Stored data

- - - - -

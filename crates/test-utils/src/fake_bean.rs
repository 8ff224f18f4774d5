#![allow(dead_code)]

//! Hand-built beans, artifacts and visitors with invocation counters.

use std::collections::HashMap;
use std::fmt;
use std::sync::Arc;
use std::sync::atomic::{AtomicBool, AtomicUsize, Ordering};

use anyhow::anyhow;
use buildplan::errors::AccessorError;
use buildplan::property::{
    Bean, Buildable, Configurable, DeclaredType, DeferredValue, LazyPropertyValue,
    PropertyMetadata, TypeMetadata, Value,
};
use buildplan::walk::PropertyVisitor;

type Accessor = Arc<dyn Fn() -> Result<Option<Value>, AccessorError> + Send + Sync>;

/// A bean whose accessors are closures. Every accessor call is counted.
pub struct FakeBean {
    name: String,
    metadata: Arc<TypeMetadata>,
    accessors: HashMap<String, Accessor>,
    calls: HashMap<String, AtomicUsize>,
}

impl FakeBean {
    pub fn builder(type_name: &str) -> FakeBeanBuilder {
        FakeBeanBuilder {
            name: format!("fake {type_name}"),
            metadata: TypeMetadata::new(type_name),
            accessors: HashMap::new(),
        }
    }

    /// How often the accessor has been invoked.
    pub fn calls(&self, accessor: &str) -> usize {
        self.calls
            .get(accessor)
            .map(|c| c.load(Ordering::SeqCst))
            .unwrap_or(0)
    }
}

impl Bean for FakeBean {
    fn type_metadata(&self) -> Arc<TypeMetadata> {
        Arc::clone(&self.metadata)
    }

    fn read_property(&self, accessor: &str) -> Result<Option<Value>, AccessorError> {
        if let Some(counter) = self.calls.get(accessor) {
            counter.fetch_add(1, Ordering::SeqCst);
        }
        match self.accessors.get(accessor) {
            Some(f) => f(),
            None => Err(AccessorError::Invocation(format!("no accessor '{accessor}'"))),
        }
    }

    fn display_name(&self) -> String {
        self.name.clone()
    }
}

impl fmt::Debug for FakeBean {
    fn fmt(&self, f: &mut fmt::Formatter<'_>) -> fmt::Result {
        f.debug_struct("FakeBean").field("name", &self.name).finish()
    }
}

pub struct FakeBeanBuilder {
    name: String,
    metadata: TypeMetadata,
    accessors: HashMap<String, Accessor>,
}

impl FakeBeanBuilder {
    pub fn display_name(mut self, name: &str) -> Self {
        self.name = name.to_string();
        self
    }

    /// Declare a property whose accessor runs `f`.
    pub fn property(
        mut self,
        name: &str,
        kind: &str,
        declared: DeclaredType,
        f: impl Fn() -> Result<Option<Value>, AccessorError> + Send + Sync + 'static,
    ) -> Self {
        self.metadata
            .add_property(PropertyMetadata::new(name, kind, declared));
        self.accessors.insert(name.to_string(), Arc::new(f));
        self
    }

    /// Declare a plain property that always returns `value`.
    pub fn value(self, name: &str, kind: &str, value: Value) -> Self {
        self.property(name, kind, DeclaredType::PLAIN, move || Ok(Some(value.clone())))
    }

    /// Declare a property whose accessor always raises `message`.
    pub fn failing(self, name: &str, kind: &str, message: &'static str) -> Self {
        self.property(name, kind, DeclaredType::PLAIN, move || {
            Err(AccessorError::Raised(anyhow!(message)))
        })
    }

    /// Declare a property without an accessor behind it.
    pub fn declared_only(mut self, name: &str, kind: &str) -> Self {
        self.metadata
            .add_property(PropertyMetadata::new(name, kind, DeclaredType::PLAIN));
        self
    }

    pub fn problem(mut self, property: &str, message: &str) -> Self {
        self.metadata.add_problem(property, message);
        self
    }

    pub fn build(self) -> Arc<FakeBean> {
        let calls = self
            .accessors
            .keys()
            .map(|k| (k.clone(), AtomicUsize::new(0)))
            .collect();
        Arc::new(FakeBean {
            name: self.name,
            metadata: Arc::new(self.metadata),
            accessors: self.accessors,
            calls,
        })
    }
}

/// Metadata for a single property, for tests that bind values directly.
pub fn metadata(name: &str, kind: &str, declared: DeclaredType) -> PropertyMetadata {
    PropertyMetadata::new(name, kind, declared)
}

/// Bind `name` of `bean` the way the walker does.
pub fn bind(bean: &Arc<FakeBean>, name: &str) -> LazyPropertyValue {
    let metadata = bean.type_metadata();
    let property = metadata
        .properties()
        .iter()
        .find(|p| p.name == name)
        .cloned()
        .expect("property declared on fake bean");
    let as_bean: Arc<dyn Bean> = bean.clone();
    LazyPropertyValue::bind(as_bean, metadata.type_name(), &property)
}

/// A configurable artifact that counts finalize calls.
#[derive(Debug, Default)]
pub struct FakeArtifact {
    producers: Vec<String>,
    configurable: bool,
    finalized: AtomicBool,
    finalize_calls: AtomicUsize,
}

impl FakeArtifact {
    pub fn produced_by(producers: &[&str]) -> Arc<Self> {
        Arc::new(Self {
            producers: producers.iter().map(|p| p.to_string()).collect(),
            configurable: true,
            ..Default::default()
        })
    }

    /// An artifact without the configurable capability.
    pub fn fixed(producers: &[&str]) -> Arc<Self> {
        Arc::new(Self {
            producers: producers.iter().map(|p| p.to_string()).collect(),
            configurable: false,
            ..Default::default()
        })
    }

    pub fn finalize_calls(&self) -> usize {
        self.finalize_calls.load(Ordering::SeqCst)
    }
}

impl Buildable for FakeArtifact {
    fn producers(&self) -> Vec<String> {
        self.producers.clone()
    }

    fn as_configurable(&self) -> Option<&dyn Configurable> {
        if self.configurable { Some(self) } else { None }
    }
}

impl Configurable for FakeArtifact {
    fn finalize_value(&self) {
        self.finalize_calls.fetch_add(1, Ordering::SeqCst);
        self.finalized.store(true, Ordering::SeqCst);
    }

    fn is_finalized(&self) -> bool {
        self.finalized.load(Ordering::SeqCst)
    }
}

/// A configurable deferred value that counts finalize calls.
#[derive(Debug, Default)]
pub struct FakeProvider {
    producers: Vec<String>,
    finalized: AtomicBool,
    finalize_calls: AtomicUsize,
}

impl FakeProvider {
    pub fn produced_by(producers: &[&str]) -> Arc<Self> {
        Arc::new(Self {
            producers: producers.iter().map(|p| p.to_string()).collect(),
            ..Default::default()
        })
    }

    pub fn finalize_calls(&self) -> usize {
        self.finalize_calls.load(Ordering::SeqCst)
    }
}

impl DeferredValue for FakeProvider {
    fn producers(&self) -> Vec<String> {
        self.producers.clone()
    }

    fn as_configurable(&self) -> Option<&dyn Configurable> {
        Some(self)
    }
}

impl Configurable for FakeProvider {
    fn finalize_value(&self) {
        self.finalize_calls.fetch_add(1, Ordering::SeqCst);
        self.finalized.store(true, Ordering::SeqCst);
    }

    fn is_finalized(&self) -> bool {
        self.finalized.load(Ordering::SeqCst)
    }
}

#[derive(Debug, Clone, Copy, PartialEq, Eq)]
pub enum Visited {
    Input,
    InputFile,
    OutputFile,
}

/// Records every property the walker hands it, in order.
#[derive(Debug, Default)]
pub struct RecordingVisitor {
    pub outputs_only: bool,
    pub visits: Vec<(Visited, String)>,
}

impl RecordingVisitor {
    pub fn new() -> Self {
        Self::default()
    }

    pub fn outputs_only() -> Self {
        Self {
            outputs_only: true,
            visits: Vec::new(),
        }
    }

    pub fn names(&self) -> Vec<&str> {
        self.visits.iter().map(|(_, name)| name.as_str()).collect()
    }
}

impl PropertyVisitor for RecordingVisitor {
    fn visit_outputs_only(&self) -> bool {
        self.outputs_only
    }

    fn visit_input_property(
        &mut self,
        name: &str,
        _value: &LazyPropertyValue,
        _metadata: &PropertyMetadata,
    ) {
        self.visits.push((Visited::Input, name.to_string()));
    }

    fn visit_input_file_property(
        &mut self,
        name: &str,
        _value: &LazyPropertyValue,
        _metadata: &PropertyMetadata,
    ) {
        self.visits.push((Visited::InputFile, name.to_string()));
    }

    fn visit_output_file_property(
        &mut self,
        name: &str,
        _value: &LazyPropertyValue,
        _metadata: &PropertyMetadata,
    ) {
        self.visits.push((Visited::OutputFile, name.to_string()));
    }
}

- - - - -

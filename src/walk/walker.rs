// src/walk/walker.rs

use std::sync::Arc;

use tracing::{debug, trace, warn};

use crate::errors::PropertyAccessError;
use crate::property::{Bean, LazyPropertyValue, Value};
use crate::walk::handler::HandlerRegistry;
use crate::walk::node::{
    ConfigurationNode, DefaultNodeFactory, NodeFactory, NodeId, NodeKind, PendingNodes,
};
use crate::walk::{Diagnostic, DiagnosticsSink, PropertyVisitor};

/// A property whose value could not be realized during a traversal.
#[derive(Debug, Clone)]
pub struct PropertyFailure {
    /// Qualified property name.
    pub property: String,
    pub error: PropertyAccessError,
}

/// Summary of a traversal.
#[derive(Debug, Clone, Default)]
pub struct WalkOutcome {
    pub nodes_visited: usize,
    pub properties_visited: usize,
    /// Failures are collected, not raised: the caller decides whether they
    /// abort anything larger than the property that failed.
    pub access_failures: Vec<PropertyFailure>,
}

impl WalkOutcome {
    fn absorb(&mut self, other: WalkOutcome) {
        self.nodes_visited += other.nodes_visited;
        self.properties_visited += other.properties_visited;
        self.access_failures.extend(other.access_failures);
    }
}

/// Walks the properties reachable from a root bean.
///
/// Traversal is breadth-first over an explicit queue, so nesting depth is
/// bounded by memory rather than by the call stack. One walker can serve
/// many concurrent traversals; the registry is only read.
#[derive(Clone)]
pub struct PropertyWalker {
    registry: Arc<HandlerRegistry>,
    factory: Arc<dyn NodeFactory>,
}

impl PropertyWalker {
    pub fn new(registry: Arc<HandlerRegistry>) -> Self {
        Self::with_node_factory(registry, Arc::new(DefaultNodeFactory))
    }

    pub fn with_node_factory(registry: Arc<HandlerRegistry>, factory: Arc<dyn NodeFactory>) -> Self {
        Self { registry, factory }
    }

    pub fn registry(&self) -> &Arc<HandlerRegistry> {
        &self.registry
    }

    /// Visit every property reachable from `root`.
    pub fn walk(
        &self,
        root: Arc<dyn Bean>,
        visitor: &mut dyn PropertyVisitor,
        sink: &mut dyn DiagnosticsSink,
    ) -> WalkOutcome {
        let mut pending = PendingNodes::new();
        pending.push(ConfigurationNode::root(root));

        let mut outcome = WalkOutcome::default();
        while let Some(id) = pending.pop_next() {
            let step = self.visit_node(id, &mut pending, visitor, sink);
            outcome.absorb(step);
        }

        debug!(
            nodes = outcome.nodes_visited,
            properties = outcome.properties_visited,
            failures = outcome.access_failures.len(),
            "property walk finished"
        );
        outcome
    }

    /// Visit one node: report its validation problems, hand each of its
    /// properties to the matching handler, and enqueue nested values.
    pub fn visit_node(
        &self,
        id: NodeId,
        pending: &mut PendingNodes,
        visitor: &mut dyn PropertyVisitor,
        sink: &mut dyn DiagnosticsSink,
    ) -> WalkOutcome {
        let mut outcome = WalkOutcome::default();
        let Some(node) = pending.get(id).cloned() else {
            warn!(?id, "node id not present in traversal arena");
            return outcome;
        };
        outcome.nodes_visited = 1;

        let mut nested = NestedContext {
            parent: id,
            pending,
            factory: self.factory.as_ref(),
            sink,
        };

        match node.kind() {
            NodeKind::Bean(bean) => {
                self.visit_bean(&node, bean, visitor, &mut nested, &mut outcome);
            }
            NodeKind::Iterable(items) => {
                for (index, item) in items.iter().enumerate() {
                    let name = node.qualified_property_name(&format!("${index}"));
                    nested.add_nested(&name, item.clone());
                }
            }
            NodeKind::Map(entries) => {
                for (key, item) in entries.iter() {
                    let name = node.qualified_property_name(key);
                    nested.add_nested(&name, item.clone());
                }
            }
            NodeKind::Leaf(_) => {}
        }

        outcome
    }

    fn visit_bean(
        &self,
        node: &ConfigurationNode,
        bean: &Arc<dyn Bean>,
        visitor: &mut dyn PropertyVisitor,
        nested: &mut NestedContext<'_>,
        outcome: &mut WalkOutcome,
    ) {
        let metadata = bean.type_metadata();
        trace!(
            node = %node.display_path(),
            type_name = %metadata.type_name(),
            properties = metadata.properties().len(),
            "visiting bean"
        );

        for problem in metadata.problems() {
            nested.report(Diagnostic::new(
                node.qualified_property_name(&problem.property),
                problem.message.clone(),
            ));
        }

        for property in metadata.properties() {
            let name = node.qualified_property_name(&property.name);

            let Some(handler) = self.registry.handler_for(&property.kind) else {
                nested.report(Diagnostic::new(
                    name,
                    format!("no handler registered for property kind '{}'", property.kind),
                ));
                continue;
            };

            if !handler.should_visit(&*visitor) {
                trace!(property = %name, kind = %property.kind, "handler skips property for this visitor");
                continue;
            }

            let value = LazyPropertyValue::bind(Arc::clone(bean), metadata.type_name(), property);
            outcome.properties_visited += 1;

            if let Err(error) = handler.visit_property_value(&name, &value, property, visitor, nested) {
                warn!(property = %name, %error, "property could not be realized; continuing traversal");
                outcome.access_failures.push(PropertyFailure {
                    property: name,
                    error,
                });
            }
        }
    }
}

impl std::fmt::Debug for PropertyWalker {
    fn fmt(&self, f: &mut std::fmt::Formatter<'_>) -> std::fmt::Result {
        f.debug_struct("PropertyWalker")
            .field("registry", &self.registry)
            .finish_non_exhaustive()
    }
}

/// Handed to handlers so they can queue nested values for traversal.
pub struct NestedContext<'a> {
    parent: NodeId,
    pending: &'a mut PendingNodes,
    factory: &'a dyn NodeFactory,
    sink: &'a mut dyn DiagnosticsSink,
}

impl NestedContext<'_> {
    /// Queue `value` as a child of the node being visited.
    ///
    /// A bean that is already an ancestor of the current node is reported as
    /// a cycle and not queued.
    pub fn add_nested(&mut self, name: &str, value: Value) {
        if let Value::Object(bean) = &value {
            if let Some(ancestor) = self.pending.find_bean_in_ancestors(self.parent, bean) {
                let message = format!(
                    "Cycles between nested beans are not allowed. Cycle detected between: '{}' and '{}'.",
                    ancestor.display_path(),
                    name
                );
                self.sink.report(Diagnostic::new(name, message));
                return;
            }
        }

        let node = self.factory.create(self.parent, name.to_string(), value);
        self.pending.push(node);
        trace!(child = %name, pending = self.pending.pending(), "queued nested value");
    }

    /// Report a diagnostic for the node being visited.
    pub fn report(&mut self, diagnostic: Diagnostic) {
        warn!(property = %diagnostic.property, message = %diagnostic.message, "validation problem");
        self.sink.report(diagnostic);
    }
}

- - - - -

**Aim of the task:** Return the lines of the records that include the string "PropertyWalker".

**Exercise result:**
pub struct PropertyWalker {
impl PropertyWalker {
impl std::fmt::Debug for PropertyWalker {
        f.debug_struct("PropertyWalker")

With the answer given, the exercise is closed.